-- Source material follows --

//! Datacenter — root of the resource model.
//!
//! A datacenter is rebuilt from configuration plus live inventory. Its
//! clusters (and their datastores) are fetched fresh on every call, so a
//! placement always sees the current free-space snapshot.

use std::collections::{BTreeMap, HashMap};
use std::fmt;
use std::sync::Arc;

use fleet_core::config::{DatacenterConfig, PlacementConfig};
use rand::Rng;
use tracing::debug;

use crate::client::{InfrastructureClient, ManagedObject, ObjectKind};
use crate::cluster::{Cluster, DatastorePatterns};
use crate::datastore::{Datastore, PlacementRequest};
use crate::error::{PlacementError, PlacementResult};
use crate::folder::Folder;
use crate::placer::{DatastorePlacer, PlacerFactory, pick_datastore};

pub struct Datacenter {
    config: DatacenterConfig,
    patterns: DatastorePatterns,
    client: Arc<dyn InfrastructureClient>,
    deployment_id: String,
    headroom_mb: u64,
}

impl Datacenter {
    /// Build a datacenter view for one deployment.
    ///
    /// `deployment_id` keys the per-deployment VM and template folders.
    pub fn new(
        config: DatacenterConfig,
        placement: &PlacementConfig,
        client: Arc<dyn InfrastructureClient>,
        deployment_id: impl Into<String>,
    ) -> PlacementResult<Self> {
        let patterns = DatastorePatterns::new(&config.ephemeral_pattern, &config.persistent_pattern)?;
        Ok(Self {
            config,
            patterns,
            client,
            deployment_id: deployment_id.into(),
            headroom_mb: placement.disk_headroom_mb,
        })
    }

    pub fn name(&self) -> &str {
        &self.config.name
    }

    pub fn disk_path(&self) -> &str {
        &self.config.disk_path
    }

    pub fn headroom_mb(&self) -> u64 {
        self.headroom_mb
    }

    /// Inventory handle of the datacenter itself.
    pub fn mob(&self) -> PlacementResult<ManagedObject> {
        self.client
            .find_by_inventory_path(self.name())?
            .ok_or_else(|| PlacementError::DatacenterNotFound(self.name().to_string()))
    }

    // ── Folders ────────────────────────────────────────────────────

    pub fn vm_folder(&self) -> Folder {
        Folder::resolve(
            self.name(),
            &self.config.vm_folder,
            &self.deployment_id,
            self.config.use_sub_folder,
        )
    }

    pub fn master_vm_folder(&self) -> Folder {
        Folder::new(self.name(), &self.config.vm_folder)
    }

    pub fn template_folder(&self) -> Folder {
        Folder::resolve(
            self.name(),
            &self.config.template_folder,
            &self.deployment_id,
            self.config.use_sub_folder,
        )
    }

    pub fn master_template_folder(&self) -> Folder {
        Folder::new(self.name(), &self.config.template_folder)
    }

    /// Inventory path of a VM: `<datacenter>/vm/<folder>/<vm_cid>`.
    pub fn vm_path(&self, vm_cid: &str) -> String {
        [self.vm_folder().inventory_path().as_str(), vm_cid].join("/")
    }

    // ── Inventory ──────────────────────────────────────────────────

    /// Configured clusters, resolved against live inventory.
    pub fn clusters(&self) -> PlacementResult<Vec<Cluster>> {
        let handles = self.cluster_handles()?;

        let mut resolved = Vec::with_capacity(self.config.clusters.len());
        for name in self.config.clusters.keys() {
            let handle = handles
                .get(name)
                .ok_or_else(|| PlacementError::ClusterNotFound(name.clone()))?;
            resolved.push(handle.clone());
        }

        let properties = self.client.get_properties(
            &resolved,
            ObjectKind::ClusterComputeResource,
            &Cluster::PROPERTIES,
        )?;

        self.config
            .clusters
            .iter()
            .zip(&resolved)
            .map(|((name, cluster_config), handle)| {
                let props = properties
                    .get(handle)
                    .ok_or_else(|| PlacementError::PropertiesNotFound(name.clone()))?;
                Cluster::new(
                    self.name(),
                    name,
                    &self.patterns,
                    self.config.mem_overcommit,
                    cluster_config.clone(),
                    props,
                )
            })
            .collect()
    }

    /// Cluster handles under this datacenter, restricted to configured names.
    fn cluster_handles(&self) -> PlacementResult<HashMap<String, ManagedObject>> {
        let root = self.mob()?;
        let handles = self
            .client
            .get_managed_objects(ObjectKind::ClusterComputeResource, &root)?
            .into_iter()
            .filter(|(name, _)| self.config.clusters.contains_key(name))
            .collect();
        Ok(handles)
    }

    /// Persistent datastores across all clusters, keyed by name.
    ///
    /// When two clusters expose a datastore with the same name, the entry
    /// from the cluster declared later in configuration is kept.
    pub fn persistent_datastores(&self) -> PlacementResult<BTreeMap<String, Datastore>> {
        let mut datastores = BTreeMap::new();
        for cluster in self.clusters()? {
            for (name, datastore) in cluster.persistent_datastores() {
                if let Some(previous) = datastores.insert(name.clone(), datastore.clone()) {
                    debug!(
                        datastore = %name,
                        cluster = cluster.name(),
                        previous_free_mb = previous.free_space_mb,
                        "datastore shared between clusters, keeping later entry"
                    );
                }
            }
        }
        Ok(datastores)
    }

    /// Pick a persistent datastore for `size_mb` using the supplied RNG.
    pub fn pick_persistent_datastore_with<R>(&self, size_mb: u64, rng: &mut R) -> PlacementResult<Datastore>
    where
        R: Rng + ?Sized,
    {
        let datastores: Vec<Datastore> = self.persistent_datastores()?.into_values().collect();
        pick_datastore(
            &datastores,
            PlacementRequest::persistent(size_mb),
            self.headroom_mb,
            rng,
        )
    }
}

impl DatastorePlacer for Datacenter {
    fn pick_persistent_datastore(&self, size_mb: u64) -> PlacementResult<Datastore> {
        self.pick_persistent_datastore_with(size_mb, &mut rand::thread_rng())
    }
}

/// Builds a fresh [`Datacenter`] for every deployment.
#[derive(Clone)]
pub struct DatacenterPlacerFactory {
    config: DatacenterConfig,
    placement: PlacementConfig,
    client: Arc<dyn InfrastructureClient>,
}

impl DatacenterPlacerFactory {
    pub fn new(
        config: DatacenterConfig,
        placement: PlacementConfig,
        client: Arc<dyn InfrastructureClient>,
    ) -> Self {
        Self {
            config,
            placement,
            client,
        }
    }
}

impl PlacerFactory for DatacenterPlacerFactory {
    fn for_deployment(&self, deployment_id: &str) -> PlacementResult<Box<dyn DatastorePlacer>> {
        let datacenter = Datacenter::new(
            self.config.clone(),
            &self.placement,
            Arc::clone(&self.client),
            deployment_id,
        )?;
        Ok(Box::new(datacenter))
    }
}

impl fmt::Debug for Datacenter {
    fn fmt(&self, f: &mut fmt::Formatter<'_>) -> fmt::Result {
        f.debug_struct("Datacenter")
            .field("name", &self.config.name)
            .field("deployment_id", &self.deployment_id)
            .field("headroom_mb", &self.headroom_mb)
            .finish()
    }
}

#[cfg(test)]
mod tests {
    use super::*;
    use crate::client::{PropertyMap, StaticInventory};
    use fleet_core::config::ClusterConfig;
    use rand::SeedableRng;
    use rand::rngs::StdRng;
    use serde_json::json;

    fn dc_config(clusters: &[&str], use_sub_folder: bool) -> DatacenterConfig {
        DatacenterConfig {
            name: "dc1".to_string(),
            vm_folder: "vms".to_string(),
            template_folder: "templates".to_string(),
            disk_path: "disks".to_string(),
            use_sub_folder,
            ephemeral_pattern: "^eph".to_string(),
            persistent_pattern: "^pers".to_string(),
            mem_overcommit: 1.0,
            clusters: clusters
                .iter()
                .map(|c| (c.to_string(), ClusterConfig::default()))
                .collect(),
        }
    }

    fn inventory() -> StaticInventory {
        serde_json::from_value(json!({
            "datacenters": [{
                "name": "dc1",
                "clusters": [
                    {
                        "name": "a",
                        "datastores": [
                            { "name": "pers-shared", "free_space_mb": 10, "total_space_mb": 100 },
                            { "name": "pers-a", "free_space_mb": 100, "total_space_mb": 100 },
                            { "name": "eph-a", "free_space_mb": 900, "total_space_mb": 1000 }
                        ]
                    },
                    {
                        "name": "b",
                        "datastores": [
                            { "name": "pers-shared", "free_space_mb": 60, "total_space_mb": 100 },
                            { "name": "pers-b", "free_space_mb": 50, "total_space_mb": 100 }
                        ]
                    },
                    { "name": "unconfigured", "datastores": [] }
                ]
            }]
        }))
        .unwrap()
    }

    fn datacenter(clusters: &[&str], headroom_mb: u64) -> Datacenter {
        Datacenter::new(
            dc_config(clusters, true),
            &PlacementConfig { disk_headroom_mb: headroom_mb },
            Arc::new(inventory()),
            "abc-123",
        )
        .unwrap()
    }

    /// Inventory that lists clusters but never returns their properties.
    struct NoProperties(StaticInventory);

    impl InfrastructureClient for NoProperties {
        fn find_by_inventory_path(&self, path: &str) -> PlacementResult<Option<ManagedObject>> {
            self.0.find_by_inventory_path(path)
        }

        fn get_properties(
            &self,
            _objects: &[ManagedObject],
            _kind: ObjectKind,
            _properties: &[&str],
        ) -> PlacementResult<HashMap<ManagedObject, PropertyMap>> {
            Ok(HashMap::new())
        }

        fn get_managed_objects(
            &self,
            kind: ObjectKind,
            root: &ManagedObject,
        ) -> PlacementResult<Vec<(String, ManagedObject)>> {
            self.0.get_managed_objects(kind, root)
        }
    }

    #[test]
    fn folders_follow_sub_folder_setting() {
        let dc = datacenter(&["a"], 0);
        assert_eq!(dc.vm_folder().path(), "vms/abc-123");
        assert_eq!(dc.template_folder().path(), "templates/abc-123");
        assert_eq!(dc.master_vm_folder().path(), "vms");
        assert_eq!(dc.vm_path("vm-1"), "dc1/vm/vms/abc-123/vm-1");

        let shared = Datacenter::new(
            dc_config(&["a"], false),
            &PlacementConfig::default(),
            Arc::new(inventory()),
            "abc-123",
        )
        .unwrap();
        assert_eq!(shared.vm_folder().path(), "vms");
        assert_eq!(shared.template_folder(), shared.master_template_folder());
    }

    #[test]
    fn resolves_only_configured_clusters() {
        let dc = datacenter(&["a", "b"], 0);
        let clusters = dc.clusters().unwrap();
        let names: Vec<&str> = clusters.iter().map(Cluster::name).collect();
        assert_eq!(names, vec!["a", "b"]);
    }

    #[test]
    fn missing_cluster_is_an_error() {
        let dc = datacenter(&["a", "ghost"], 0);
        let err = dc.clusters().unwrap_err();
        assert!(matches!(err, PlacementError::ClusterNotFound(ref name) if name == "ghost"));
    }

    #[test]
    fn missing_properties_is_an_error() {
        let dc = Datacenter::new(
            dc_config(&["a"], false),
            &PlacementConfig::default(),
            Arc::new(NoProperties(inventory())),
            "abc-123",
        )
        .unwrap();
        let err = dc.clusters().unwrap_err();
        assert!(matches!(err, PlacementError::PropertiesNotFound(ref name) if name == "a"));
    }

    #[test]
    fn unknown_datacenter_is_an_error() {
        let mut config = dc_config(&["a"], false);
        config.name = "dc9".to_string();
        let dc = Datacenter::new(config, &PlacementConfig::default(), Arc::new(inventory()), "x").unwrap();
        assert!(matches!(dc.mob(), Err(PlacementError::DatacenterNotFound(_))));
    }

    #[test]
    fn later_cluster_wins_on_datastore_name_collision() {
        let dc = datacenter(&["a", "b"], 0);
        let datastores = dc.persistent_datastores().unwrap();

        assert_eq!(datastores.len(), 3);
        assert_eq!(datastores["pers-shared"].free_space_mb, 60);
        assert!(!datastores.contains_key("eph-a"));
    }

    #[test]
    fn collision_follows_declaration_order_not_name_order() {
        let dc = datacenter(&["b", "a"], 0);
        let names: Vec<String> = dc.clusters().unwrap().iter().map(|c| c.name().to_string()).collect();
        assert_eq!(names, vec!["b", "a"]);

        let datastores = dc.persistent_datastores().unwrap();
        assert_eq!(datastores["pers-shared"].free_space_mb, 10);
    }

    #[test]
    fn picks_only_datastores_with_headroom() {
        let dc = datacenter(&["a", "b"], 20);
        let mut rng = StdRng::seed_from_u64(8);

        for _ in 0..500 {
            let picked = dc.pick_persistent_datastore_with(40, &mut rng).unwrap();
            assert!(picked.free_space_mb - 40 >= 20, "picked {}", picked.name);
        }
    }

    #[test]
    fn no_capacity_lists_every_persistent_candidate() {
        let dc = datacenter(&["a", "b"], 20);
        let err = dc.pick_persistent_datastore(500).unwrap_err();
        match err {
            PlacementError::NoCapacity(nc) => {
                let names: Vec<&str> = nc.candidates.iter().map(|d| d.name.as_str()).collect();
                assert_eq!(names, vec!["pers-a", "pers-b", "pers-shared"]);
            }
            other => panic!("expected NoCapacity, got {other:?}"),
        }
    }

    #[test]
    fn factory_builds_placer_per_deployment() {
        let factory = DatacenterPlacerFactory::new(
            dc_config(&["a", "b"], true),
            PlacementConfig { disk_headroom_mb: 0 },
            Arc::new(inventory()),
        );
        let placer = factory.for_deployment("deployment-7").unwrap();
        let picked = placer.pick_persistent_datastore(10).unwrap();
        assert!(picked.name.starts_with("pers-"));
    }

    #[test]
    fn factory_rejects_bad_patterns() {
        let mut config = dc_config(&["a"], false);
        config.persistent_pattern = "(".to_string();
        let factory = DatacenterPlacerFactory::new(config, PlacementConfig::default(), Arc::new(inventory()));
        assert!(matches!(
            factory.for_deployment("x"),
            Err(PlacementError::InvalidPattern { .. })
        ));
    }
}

-- Source material concluded --

▶ The task
Having output the line that contains "use rand::Rng;", stop. Every line before it, back to the first line of the data, must be reproduced exactly.

▶ Output for this exercise
//! Datacenter — root of the resource model.
//!
//! A datacenter is rebuilt from configuration plus live inventory. Its
//! clusters (and their datastores) are fetched fresh on every call, so a
//! placement always sees the current free-space snapshot.

use std::collections::{BTreeMap, HashMap};
use std::fmt;
use std::sync::Arc;

use fleet_core::config::{DatacenterConfig, PlacementConfig};
use rand::Rng;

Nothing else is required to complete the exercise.